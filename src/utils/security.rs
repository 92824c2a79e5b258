use base64::Engine;
use base64::engine::general_purpose;
use hmac::Hmac;
use hmac::Mac;
use pbkdf2::pbkdf2_hmac;
use rand::TryRngCore;
use rand::rngs::OsRng;
use serde::Serialize;
use sha2::Sha256;
use std::time::{SystemTime, UNIX_EPOCH};

type HmacSha256 = Hmac<Sha256>;

const TOKEN_PREFIX: &str = "OC ";
const ACCESS_TTL_SECS: u64 = 3600;
const REFRESH_TTL_SECS: u64 = 30 * 24 * 3600;

pub fn b64_encode(data: &[u8]) -> String {
    general_purpose::STANDARD.encode(data)
}

pub fn b64_decode(s: &str) -> Result<Vec<u8>, base64::DecodeError> {
    general_purpose::STANDARD.decode(s)
}

pub fn generate_key(length: usize) -> String {
    let mut bytes = vec![0u8; length];
    OsRng.try_fill_bytes(&mut bytes).unwrap();
    b64_encode(&bytes)
}

pub fn generate_salt() -> [u8; 16] {
    let mut salt = [0u8; 16];
    OsRng.try_fill_bytes(&mut salt).unwrap();
    salt
}

pub fn hash_password(password: &str, salt: &[u8]) -> Vec<u8> {
    let mut hash = vec![0u8; 32];
    pbkdf2_hmac::<Sha256>(password.as_bytes(), salt, 10_000, &mut hash);
    hash
}

pub fn store_password(password: &str) -> String {
    let salt = generate_salt();
    let hashed = hash_password(password, &salt);
    format!("{}${}", hex::encode(salt), hex::encode(hashed))
}

pub fn check_password(stored: &str, password: &str) -> bool {
    let parts: Vec<&str> = stored.split('$').collect();
    if parts.len() != 2 {
        return false;
    }
    let (Ok(salt), Ok(stored_hash)) = (hex::decode(parts[0]), hex::decode(parts[1])) else {
        return false;
    };
    let new_hash = hash_password(password, &salt);
    new_hash == stored_hash
}

// pbkdf2 is deliberately slow, keep it off the runtime threads

pub async fn store_password_async(password: String) -> String {
    tokio::task::spawn_blocking(move || store_password(&password))
        .await
        .expect("blocking task panicked")
}

pub async fn check_password_async(stored: String, password: String) -> bool {
    tokio::task::spawn_blocking(move || check_password(&stored, &password))
        .await
        .expect("blocking task panicked")
}

#[derive(Debug, Serialize)]
pub struct DecodedToken {
    pub user_id: String,
    pub is_expired: bool,
    pub expiration_timestamp: u64,
    pub secret: String,
    pub key_type: String,
    pub session_id: String,
}

fn hmac_sha256_b64(message: &str, signature_key: &str) -> anyhow::Result<String> {
    let mut mac = HmacSha256::new_from_slice(signature_key.as_bytes())
        .map_err(|e| anyhow::anyhow!("bad signature key: {}", e))?;
    mac.update(message.as_bytes());
    let result = mac.finalize().into_bytes();
    Ok(general_purpose::STANDARD.encode(result))
}

fn verify_hmac_b64(message: &str, sig_b64: &str, signature_key: &str) -> bool {
    hmac_sha256_b64(message, signature_key)
        .map(|expected| expected.eq(sig_b64))
        .unwrap_or(false)
}

fn now_secs() -> u64 {
    SystemTime::now()
        .duration_since(UNIX_EPOCH)
        .map(|d| d.as_secs())
        .unwrap_or(0)
}

/// Opaque signed token: "OC <b64 payload>.<b64 hmac>".
/// Payload fields are NUL-joined: user_id, expiration, secret, session_id, key_type.
pub fn generate_token(
    user_id: &str,
    key_type: &str,
    long_term: bool,
    secret: &str,
    session_id: &str,
    signature_key: &str,
) -> anyhow::Result<String> {
    let now = now_secs();
    let expiration = if long_term {
        now + REFRESH_TTL_SECS
    } else {
        now + ACCESS_TTL_SECS
    };

    let combined = format!(
        "{}\0{}\0{}\0{}\0{}",
        user_id, expiration, secret, session_id, key_type
    );
    let payload = b64_encode(combined.as_bytes());
    let signature = hmac_sha256_b64(&payload, signature_key)?;

    Ok(format!("{}{}.{}", TOKEN_PREFIX, payload, signature))
}

pub fn decode_token(
    token: &str,
    verify_type: Option<&str>,
    signature_key: &str,
) -> Result<DecodedToken, &'static str> {
    let t = token.strip_prefix(TOKEN_PREFIX).ok_or("INVALID_TOKEN")?;

    // split on the last '.', rsplitn yields [signature, payload]
    let parts_rev: Vec<&str> = t.rsplitn(2, '.').collect();
    if parts_rev.len() != 2 {
        return Err("INVALID_TOKEN_FORMAT");
    }
    let signature = parts_rev[0];
    let payload = parts_rev[1];

    if !verify_hmac_b64(payload, signature, signature_key) {
        return Err("INVALID_SIGNATURE");
    }

    let decoded_str = b64_decode(payload)
        .ok()
        .and_then(|b| String::from_utf8(b).ok())
        .ok_or("DECODE_ERROR")?;

    let parts: Vec<&str> = decoded_str.split('\0').collect();
    if parts.len() != 5 {
        return Err("DECODE_ERROR");
    }

    let expiration_ts = parts[1].parse::<u64>().map_err(|_| "DECODE_ERROR")?;
    let key_type = parts[4];

    if let Some(expected) = verify_type {
        if expected != key_type {
            return Err("INVALID_TOKEN");
        }
    }

    Ok(DecodedToken {
        user_id: parts[0].to_string(),
        is_expired: now_secs() > expiration_ts,
        expiration_timestamp: expiration_ts,
        secret: parts[2].to_string(),
        session_id: parts[3].to_string(),
        key_type: key_type.to_string(),
    })
}

#[cfg(test)]
mod tests {
    use super::*;

    const KEY: &str = "test-signature-key";

    #[test]
    fn token_round_trip() {
        let token = generate_token("42", "access", false, "secret", "7", KEY).unwrap();
        let decoded = decode_token(&token, Some("access"), KEY).unwrap();

        assert_eq!(decoded.user_id, "42");
        assert_eq!(decoded.secret, "secret");
        assert_eq!(decoded.session_id, "7");
        assert_eq!(decoded.key_type, "access");
        assert!(!decoded.is_expired);
    }

    #[test]
    fn token_wrong_type_rejected() {
        let token = generate_token("42", "refresh", true, "secret", "7", KEY).unwrap();
        let err = decode_token(&token, Some("access"), KEY).unwrap_err();
        assert_eq!(err, "INVALID_TOKEN");
    }

    #[test]
    fn token_tamper_rejected() {
        let token = generate_token("42", "access", false, "secret", "7", KEY).unwrap();
        let tampered = token.replace('a', "b");
        assert!(decode_token(&tampered, None, KEY).is_err());
    }

    #[test]
    fn token_wrong_key_rejected() {
        let token = generate_token("42", "access", false, "secret", "7", KEY).unwrap();
        let err = decode_token(&token, None, "other-key").unwrap_err();
        assert_eq!(err, "INVALID_SIGNATURE");
    }

    #[test]
    fn password_store_and_check() {
        let stored = store_password("hunter2");
        assert!(check_password(&stored, "hunter2"));
        assert!(!check_password(&stored, "hunter3"));
        assert!(!check_password("garbage", "hunter2"));
    }
}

---------------

**WHAT YOU HAVE TO DO**: However many lines the data holds, return each one exactly.

**TASK RESPONSE**:
filename src/utils/security.rs
repository 92824c2a79e5b258
use base64::Engine;
use base64::engine::general_purpose;
use hmac::Hmac;
use hmac::Mac;
use pbkdf2::pbkdf2_hmac;
use rand::TryRngCore;
use rand::rngs::OsRng;
use serde::Serialize;
use sha2::Sha256;
use std::time::{SystemTime, UNIX_EPOCH};

type HmacSha256 = Hmac<Sha256>;

const TOKEN_PREFIX: &str = "OC ";
const ACCESS_TTL_SECS: u64 = 3600;
const REFRESH_TTL_SECS: u64 = 30 * 24 * 3600;

pub fn b64_encode(data: &[u8]) -> String {
    general_purpose::STANDARD.encode(data)
}

pub fn b64_decode(s: &str) -> Result<Vec<u8>, base64::DecodeError> {
    general_purpose::STANDARD.decode(s)
}

pub fn generate_key(length: usize) -> String {
    let mut bytes = vec![0u8; length];
    OsRng.try_fill_bytes(&mut bytes).unwrap();
    b64_encode(&bytes)
}

pub fn generate_salt() -> [u8; 16] {
    let mut salt = [0u8; 16];
    OsRng.try_fill_bytes(&mut salt).unwrap();
    salt
}

pub fn hash_password(password: &str, salt: &[u8]) -> Vec<u8> {
    let mut hash = vec![0u8; 32];
    pbkdf2_hmac::<Sha256>(password.as_bytes(), salt, 10_000, &mut hash);
    hash
}

pub fn store_password(password: &str) -> String {
    let salt = generate_salt();
    let hashed = hash_password(password, &salt);
    format!("{}${}", hex::encode(salt), hex::encode(hashed))
}

pub fn check_password(stored: &str, password: &str) -> bool {
    let parts: Vec<&str> = stored.split('$').collect();
    if parts.len() != 2 {
        return false;
    }
    let (Ok(salt), Ok(stored_hash)) = (hex::decode(parts[0]), hex::decode(parts[1])) else {
        return false;
    };
    let new_hash = hash_password(password, &salt);
    new_hash == stored_hash
}

// pbkdf2 is deliberately slow, keep it off the runtime threads

pub async fn store_password_async(password: String) -> String {
    tokio::task::spawn_blocking(move || store_password(&password))
        .await
        .expect("blocking task panicked")
}

pub async fn check_password_async(stored: String, password: String) -> bool {
    tokio::task::spawn_blocking(move || check_password(&stored, &password))
        .await
        .expect("blocking task panicked")
}

#[derive(Debug, Serialize)]
pub struct DecodedToken {
    pub user_id: String,
    pub is_expired: bool,
    pub expiration_timestamp: u64,
    pub secret: String,
    pub key_type: String,
    pub session_id: String,
}

fn hmac_sha256_b64(message: &str, signature_key: &str) -> anyhow::Result<String> {
    let mut mac = HmacSha256::new_from_slice(signature_key.as_bytes())
        .map_err(|e| anyhow::anyhow!("bad signature key: {}", e))?;
    mac.update(message.as_bytes());
    let result = mac.finalize().into_bytes();
    Ok(general_purpose::STANDARD.encode(result))
}

fn verify_hmac_b64(message: &str, sig_b64: &str, signature_key: &str) -> bool {
    hmac_sha256_b64(message, signature_key)
        .map(|expected| expected.eq(sig_b64))
        .unwrap_or(false)
}

fn now_secs() -> u64 {
    SystemTime::now()
        .duration_since(UNIX_EPOCH)
        .map(|d| d.as_secs())
        .unwrap_or(0)
}

/// Opaque signed token: "OC <b64 payload>.<b64 hmac>".
/// Payload fields are NUL-joined: user_id, expiration, secret, session_id, key_type.
pub fn generate_token(
    user_id: &str,
    key_type: &str,
    long_term: bool,
    secret: &str,
    session_id: &str,
    signature_key: &str,
) -> anyhow::Result<String> {
    let now = now_secs();
    let expiration = if long_term {
        now + REFRESH_TTL_SECS
    } else {
        now + ACCESS_TTL_SECS
    };

    let combined = format!(
        "{}\0{}\0{}\0{}\0{}",
        user_id, expiration, secret, session_id, key_type
    );
    let payload = b64_encode(combined.as_bytes());
    let signature = hmac_sha256_b64(&payload, signature_key)?;

    Ok(format!("{}{}.{}", TOKEN_PREFIX, payload, signature))
}

pub fn decode_token(
    token: &str,
    verify_type: Option<&str>,
    signature_key: &str,
) -> Result<DecodedToken, &'static str> {
    let t = token.strip_prefix(TOKEN_PREFIX).ok_or("INVALID_TOKEN")?;

    // split on the last '.', rsplitn yields [signature, payload]
    let parts_rev: Vec<&str> = t.rsplitn(2, '.').collect();
    if parts_rev.len() != 2 {
        return Err("INVALID_TOKEN_FORMAT");
    }
    let signature = parts_rev[0];
    let payload = parts_rev[1];

    if !verify_hmac_b64(payload, signature, signature_key) {
        return Err("INVALID_SIGNATURE");
    }

    let decoded_str = b64_decode(payload)
        .ok()
        .and_then(|b| String::from_utf8(b).ok())
        .ok_or("DECODE_ERROR")?;

    let parts: Vec<&str> = decoded_str.split('\0').collect();
    if parts.len() != 5 {
        return Err("DECODE_ERROR");
    }

    let expiration_ts = parts[1].parse::<u64>().map_err(|_| "DECODE_ERROR")?;
    let key_type = parts[4];

    if let Some(expected) = verify_type {
        if expected != key_type {
            return Err("INVALID_TOKEN");
        }
    }

    Ok(DecodedToken {
        user_id: parts[0].to_string(),
        is_expired: now_secs() > expiration_ts,
        expiration_timestamp: expiration_ts,
        secret: parts[2].to_string(),
        session_id: parts[3].to_string(),
        key_type: key_type.to_string(),
    })
}

#[cfg(test)]
mod tests {
    use super::*;

    const KEY: &str = "test-signature-key";

    #[test]
    fn token_round_trip() {
        let token = generate_token("42", "access", false, "secret", "7", KEY).unwrap();
        let decoded = decode_token(&token, Some("access"), KEY).unwrap();

        assert_eq!(decoded.user_id, "42");
        assert_eq!(decoded.secret, "secret");
        assert_eq!(decoded.session_id, "7");
        assert_eq!(decoded.key_type, "access");
        assert!(!decoded.is_expired);
    }

    #[test]
    fn token_wrong_type_rejected() {
        let token = generate_token("42", "refresh", true, "secret", "7", KEY).unwrap();
        let err = decode_token(&token, Some("access"), KEY).unwrap_err();
        assert_eq!(err, "INVALID_TOKEN");
    }

    #[test]
    fn token_tamper_rejected() {
        let token = generate_token("42", "access", false, "secret", "7", KEY).unwrap();
        let tampered = token.replace('a', "b");
        assert!(decode_token(&tampered, None, KEY).is_err());
    }

    #[test]
    fn token_wrong_key_rejected() {
        let token = generate_token("42", "access", false, "secret", "7", KEY).unwrap();
        let err = decode_token(&token, None, "other-key").unwrap_err();
        assert_eq!(err, "INVALID_SIGNATURE");
    }

    #[test]
    fn password_store_and_check() {
        let stored = store_password("hunter2");
        assert!(check_password(&stored, "hunter2"));
        assert!(!check_password(&stored, "hunter3"));
        assert!(!check_password("garbage", "hunter2"));
    }
}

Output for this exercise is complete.